After her second album, 2010’s My Best Friend is You, failed to match the commercial success of Made of Bricks, she was dropped by her label via text (“It was horrible”). Undeterred, she crowdfunde­d her next record, Girl Talk, before swapping east London for LA a year later. It’s at this point she began attending auditions, the most notable of which was for Orange is the New Black creator Jenji Kohan and director Gus Van Sant. Although their pilot, The Devil You Know, was never picked up, Kohan was impressed enough by Nash to recommend her for GLOW (Kohan is executive producer).

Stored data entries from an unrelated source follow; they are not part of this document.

pub async fn seed(pool: &PgPool) -> anyhow::Result<()> {
    let organisations = vec![
        ("hy-org-matlu", "H50", "Faculty of Science", None),
        ("hy-org-tkt", "500-K005", "Computer Science", Some("hy-org-matlu")),
        ("hy-org-mat", "500-M001", "Mathematics", Some("hy-org-matlu")),
    ];

    for (id, code, name, parent_id) in organisations {
        sqlx::query(
            r#"
            INSERT INTO feedback_summary.organisations (id, code, name, parent_id)
            VALUES ($1, $2, $3, $4)
            ON CONFLICT (id) DO UPDATE
            SET code = EXCLUDED.code, name = EXCLUDED.name, parent_id = EXCLUDED.parent_id
            "#,
        )
        .bind(id)
        .bind(code)
        .bind(name)
        .bind(parent_id)
        .execute(pool)
        .await?;
    }

    let course_units = vec![
        ("hy-cu-tkt10001", "TKT10001", "Introduction to Programming", "hy-org-tkt"),
        ("hy-cu-tkt20006", "TKT20006", "Software Engineering", "hy-org-tkt"),
        ("hy-cu-mat11001", "MAT11001", "Linear Algebra I", "hy-org-mat"),
    ];

    for (id, course_code, name, organisation_id) in course_units {
        sqlx::query(
            r#"
            INSERT INTO feedback_summary.course_units (id, course_code, name)
            VALUES ($1, $2, $3)
            ON CONFLICT (id) DO UPDATE SET course_code = EXCLUDED.course_code, name = EXCLUDED.name
            "#,
        )
        .bind(id)
        .bind(course_code)
        .bind(name)
        .execute(pool)
        .await?;

        sqlx::query(
            "INSERT INTO feedback_summary.organisation_course_units (organisation_id, course_unit_id) \
             VALUES ($1, $2) ON CONFLICT DO NOTHING",
        )
        .bind(organisation_id)
        .bind(id)
        .execute(pool)
        .await?;
    }

    // the last realisation belongs to a mathematics course but is also run by
    // computer science, which makes it a partial course unit there
    let year = chrono::Utc::now().date_naive().format("%Y").to_string();
    let realisations = vec![
        (1_i64, "hy-cur-1", "Introduction to Programming, spring", "01-16", "hy-cu-tkt10001", "hy-org-tkt"),
        (2_i64, "hy-cur-2", "Software Engineering, autumn", "09-04", "hy-cu-tkt20006", "hy-org-tkt"),
        (3_i64, "hy-cur-3", "Linear Algebra I for CS", "01-16", "hy-cu-mat11001", "hy-org-tkt"),
    ];

    for (target_id, id, name, month_day, course_unit_id, organisation_id) in realisations {
        let start_date = NaiveDate::parse_from_str(&format!("{year}-{month_day}"), "%Y-%m-%d")?;
        let end_date = start_date + chrono::Duration::days(60);

        sqlx::query(
            r#"
            INSERT INTO feedback_summary.course_realisations (id, name, start_date, end_date)
            VALUES ($1, $2, $3, $4)
            ON CONFLICT (id) DO UPDATE
            SET name = EXCLUDED.name, start_date = EXCLUDED.start_date, end_date = EXCLUDED.end_date
            "#,
        )
        .bind(id)
        .bind(name)
        .bind(start_date)
        .bind(end_date)
        .execute(pool)
        .await?;

        sqlx::query(
            "INSERT INTO feedback_summary.organisation_course_realisations \
             (organisation_id, course_realisation_id) VALUES ($1, $2) ON CONFLICT DO NOTHING",
        )
        .bind(organisation_id)
        .bind(id)
        .execute(pool)
        .await?;

        sqlx::query(
            r#"
            INSERT INTO feedback_summary.feedback_targets
            (id, feedback_type, course_unit_id, course_realisation_id)
            VALUES ($1, 'courseRealisation', $2, $3)
            ON CONFLICT (id) DO NOTHING
            "#,
        )
        .bind(target_id)
        .bind(course_unit_id)
        .bind(id)
        .execute(pool)
        .await?;

        for student in 0..12 {
            let user_id = format!("student-{target_id}-{student}");
            sqlx::query(
                "INSERT INTO feedback_summary.user_feedback_targets \
                 (feedback_target_id, user_id, access_status) VALUES ($1, $2, 'STUDENT') \
                 ON CONFLICT DO NOTHING",
            )
            .bind(target_id)
            .bind(&user_id)
            .execute(pool)
            .await?;

            if student % 3 == 2 {
                continue;
            }

            let answers = serde_json::json!([
                { "questionId": 1, "data": ((student + target_id) % 5 + 1).to_string() },
                { "questionId": 2, "data": if student == 0 { "0".to_string() } else { (student % 5 + 1).to_string() } },
                { "questionId": 3, "data": "Good course" },
            ]);
            sqlx::query(
                "INSERT INTO feedback_summary.feedbacks (feedback_target_id, user_id, data) \
                 VALUES ($1, $2, $3) ON CONFLICT DO NOTHING",
            )
            .bind(target_id)
            .bind(&user_id)
            .bind(Json(answers))
            .execute(pool)
            .await?;
        }
    }

    for (id, question_type) in [(1_i64, "LIKERT"), (2, "LIKERT"), (3, "OPEN")] {
        sqlx::query(
            "INSERT INTO feedback_summary.questions (id, question_type, university_survey) \
             VALUES ($1, $2, true) ON CONFLICT (id) DO NOTHING",
        )
        .bind(id)
        .bind(question_type)
        .execute(pool)
        .await?;
    }

    Ok(())
}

Besides that and the forthcomin­g tour, Nash has been working on a fourth album, for which she’s using Kickstarte­r. “I feel like there’s so many artists now doing it by themselves,” she says. “I’ve had some meetings with people at labels, and just didn’t feel very inspired. To be honest, I feel like the music industry hasn’t figured itself out yet in the tech age.”

However the record fares when it’s released in February, Nash at least now has a better support network. “I just keep a lot of women around me,” she explains. “And we’re in such a cool time. We have the voice of the internet, and although there’s plenty of trolling online, if people write about women in a certain way, we all band together and call it out. There’s unity.”

Of course, technology has its downsides. “It’s so addictive,” she says. “I suppose it’s something we’ve never been educated on and we’ve got to be careful with it. You know when you’re like, ‘Oh, there’s an acid casualty from the Sixties’? People could say about us, ‘Oh, there’s a tech casualty from the Noughties!’” She smiles. “It’s like some sort of drug.”

 ??  ?? Stronger sex: as Rhonda Richardson, above, Nash says she feels ‘empowered’
Stronger sex: as Rhonda Richardson, above, Nash says she feels ‘empowered’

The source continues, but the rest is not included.